The response is to be the full listing, set down exactly.

◆ Available data ◆
========================
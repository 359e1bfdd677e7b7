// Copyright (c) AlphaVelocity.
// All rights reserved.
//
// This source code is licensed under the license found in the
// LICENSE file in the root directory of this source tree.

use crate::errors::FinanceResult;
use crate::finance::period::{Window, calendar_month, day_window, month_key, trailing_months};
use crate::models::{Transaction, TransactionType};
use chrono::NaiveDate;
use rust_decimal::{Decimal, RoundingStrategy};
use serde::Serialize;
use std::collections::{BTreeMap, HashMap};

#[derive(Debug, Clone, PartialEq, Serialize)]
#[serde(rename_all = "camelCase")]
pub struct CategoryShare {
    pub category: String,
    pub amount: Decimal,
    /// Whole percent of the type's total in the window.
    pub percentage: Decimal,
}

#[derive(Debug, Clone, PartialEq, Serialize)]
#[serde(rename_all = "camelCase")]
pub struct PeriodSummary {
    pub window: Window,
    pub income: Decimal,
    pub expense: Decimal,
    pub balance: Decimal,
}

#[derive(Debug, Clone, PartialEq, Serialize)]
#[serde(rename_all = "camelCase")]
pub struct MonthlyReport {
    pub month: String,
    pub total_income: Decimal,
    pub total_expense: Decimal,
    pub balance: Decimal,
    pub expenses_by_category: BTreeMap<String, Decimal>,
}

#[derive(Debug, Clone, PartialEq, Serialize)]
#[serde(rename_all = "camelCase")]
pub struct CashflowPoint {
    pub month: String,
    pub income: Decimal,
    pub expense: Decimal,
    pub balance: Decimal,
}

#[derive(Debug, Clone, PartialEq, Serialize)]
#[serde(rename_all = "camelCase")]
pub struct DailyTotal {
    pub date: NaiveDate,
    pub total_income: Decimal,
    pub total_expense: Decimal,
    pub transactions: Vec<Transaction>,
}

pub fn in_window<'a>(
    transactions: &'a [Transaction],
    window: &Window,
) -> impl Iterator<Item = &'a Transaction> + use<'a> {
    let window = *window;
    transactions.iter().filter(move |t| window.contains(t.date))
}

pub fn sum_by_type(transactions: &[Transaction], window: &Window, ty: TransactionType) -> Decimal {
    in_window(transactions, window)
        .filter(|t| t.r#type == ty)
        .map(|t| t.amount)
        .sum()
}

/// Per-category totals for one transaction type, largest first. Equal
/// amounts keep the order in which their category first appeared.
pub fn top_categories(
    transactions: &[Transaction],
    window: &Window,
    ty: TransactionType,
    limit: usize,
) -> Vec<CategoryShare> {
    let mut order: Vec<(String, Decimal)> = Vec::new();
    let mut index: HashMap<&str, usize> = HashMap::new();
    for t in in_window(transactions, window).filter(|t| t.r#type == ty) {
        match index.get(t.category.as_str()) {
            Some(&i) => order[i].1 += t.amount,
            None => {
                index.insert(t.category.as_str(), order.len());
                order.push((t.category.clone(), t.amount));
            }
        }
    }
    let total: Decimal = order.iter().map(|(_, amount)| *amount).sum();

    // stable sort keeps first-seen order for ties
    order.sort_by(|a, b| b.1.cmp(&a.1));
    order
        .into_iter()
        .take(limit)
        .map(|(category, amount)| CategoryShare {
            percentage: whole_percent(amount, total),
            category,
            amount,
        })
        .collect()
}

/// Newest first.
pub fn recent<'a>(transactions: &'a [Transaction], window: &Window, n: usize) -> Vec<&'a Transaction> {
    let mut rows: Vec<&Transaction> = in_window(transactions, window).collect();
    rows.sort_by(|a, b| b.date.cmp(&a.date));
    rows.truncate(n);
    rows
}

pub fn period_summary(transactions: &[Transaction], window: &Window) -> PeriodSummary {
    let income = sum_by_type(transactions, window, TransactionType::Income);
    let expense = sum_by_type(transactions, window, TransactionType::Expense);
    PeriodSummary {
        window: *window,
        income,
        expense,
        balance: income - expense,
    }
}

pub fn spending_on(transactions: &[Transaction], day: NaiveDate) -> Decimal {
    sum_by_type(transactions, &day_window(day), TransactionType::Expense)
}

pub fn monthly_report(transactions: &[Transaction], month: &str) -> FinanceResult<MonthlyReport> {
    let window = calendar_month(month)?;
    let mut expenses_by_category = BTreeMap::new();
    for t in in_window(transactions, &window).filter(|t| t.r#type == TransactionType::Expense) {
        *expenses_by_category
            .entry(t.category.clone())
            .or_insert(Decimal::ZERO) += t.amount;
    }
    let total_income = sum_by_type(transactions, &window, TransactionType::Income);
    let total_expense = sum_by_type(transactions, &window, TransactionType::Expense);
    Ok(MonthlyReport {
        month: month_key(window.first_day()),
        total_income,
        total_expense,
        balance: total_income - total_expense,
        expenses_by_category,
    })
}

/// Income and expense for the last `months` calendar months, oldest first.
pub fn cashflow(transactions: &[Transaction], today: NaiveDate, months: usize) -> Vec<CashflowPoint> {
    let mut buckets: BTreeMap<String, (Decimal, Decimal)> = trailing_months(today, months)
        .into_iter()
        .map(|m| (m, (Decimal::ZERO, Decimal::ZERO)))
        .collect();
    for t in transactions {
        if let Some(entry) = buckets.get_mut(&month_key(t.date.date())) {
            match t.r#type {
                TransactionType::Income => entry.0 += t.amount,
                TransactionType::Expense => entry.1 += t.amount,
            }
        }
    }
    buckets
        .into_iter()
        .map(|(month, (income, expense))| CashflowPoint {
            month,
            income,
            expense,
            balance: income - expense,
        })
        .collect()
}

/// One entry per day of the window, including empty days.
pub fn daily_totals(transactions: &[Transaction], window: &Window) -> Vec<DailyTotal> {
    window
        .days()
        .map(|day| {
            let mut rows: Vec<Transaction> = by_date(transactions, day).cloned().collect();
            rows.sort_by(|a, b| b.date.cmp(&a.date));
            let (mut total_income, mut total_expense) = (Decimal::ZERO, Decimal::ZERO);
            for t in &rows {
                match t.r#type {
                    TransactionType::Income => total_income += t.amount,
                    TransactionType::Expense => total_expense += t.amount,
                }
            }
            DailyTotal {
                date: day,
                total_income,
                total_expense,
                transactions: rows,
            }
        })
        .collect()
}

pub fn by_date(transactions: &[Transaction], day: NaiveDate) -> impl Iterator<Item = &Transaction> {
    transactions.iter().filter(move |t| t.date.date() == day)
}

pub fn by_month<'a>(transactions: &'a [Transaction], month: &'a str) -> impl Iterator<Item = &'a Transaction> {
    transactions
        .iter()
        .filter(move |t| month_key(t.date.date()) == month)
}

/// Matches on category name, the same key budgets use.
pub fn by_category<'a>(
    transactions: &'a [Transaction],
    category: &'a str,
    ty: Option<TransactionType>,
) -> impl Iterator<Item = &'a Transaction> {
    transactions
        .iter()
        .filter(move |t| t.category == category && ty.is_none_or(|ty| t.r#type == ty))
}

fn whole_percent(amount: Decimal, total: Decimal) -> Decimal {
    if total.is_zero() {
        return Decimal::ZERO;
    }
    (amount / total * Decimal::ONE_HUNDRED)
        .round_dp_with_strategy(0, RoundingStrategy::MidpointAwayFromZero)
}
========================
◆ Exercise response ◆
repository 359e1bfdd677e7b7
// Copyright (c) AlphaVelocity.
// All rights reserved.
//
// This source code is licensed under the license found in the
// LICENSE file in the root directory of this source tree.

use crate::errors::FinanceResult;
use crate::finance::period::{Window, calendar_month, day_window, month_key, trailing_months};
use crate::models::{Transaction, TransactionType};
use chrono::NaiveDate;
use rust_decimal::{Decimal, RoundingStrategy};
use serde::Serialize;
use std::collections::{BTreeMap, HashMap};

#[derive(Debug, Clone, PartialEq, Serialize)]
#[serde(rename_all = "camelCase")]
pub struct CategoryShare {
    pub category: String,
    pub amount: Decimal,
    /// Whole percent of the type's total in the window.
    pub percentage: Decimal,
}

#[derive(Debug, Clone, PartialEq, Serialize)]
#[serde(rename_all = "camelCase")]
pub struct PeriodSummary {
    pub window: Window,
    pub income: Decimal,
    pub expense: Decimal,
    pub balance: Decimal,
}

#[derive(Debug, Clone, PartialEq, Serialize)]
#[serde(rename_all = "camelCase")]
pub struct MonthlyReport {
    pub month: String,
    pub total_income: Decimal,
    pub total_expense: Decimal,
    pub balance: Decimal,
    pub expenses_by_category: BTreeMap<String, Decimal>,
}

#[derive(Debug, Clone, PartialEq, Serialize)]
#[serde(rename_all = "camelCase")]
pub struct CashflowPoint {
    pub month: String,
    pub income: Decimal,
    pub expense: Decimal,
    pub balance: Decimal,
}

#[derive(Debug, Clone, PartialEq, Serialize)]
#[serde(rename_all = "camelCase")]
pub struct DailyTotal {
    pub date: NaiveDate,
    pub total_income: Decimal,
    pub total_expense: Decimal,
    pub transactions: Vec<Transaction>,
}

pub fn in_window<'a>(
    transactions: &'a [Transaction],
    window: &Window,
) -> impl Iterator<Item = &'a Transaction> + use<'a> {
    let window = *window;
    transactions.iter().filter(move |t| window.contains(t.date))
}

pub fn sum_by_type(transactions: &[Transaction], window: &Window, ty: TransactionType) -> Decimal {
    in_window(transactions, window)
        .filter(|t| t.r#type == ty)
        .map(|t| t.amount)
        .sum()
}

/// Per-category totals for one transaction type, largest first. Equal
/// amounts keep the order in which their category first appeared.
pub fn top_categories(
    transactions: &[Transaction],
    window: &Window,
    ty: TransactionType,
    limit: usize,
) -> Vec<CategoryShare> {
    let mut order: Vec<(String, Decimal)> = Vec::new();
    let mut index: HashMap<&str, usize> = HashMap::new();
    for t in in_window(transactions, window).filter(|t| t.r#type == ty) {
        match index.get(t.category.as_str()) {
            Some(&i) => order[i].1 += t.amount,
            None => {
                index.insert(t.category.as_str(), order.len());
                order.push((t.category.clone(), t.amount));
            }
        }
    }
    let total: Decimal = order.iter().map(|(_, amount)| *amount).sum();

    // stable sort keeps first-seen order for ties
    order.sort_by(|a, b| b.1.cmp(&a.1));
    order
        .into_iter()
        .take(limit)
        .map(|(category, amount)| CategoryShare {
            percentage: whole_percent(amount, total),
            category,
            amount,
        })
        .collect()
}

/// Newest first.
pub fn recent<'a>(transactions: &'a [Transaction], window: &Window, n: usize) -> Vec<&'a Transaction> {
    let mut rows: Vec<&Transaction> = in_window(transactions, window).collect();
    rows.sort_by(|a, b| b.date.cmp(&a.date));
    rows.truncate(n);
    rows
}

pub fn period_summary(transactions: &[Transaction], window: &Window) -> PeriodSummary {
    let income = sum_by_type(transactions, window, TransactionType::Income);
    let expense = sum_by_type(transactions, window, TransactionType::Expense);
    PeriodSummary {
        window: *window,
        income,
        expense,
        balance: income - expense,
    }
}

pub fn spending_on(transactions: &[Transaction], day: NaiveDate) -> Decimal {
    sum_by_type(transactions, &day_window(day), TransactionType::Expense)
}

pub fn monthly_report(transactions: &[Transaction], month: &str) -> FinanceResult<MonthlyReport> {
    let window = calendar_month(month)?;
    let mut expenses_by_category = BTreeMap::new();
    for t in in_window(transactions, &window).filter(|t| t.r#type == TransactionType::Expense) {
        *expenses_by_category
            .entry(t.category.clone())
            .or_insert(Decimal::ZERO) += t.amount;
    }
    let total_income = sum_by_type(transactions, &window, TransactionType::Income);
    let total_expense = sum_by_type(transactions, &window, TransactionType::Expense);
    Ok(MonthlyReport {
        month: month_key(window.first_day()),
        total_income,
        total_expense,
        balance: total_income - total_expense,
        expenses_by_category,
    })
}

/// Income and expense for the last `months` calendar months, oldest first.
pub fn cashflow(transactions: &[Transaction], today: NaiveDate, months: usize) -> Vec<CashflowPoint> {
    let mut buckets: BTreeMap<String, (Decimal, Decimal)> = trailing_months(today, months)
        .into_iter()
        .map(|m| (m, (Decimal::ZERO, Decimal::ZERO)))
        .collect();
    for t in transactions {
        if let Some(entry) = buckets.get_mut(&month_key(t.date.date())) {
            match t.r#type {
                TransactionType::Income => entry.0 += t.amount,
                TransactionType::Expense => entry.1 += t.amount,
            }
        }
    }
    buckets
        .into_iter()
        .map(|(month, (income, expense))| CashflowPoint {
            month,
            income,
            expense,
            balance: income - expense,
        })
        .collect()
}

/// One entry per day of the window, including empty days.
pub fn daily_totals(transactions: &[Transaction], window: &Window) -> Vec<DailyTotal> {
    window
        .days()
        .map(|day| {
            let mut rows: Vec<Transaction> = by_date(transactions, day).cloned().collect();
            rows.sort_by(|a, b| b.date.cmp(&a.date));
            let (mut total_income, mut total_expense) = (Decimal::ZERO, Decimal::ZERO);
            for t in &rows {
                match t.r#type {
                    TransactionType::Income => total_income += t.amount,
                    TransactionType::Expense => total_expense += t.amount,
                }
            }
            DailyTotal {
                date: day,
                total_income,
                total_expense,
                transactions: rows,
            }
        })
        .collect()
}

pub fn by_date(transactions: &[Transaction], day: NaiveDate) -> impl Iterator<Item = &Transaction> {
    transactions.iter().filter(move |t| t.date.date() == day)
}

pub fn by_month<'a>(transactions: &'a [Transaction], month: &'a str) -> impl Iterator<Item = &'a Transaction> {
    transactions
        .iter()
        .filter(move |t| month_key(t.date.date()) == month)
}

/// Matches on category name, the same key budgets use.
pub fn by_category<'a>(
    transactions: &'a [Transaction],
    category: &'a str,
    ty: Option<TransactionType>,
) -> impl Iterator<Item = &'a Transaction> {
    transactions
        .iter()
        .filter(move |t| t.category == category && ty.is_none_or(|ty| t.r#type == ty))
}

fn whole_percent(amount: Decimal, total: Decimal) -> Decimal {
    if total.is_zero() {
        return Decimal::ZERO;
    }
    (amount / total * Decimal::ONE_HUNDRED)
        .round_dp_with_strategy(0, RoundingStrategy::MidpointAwayFromZero)
}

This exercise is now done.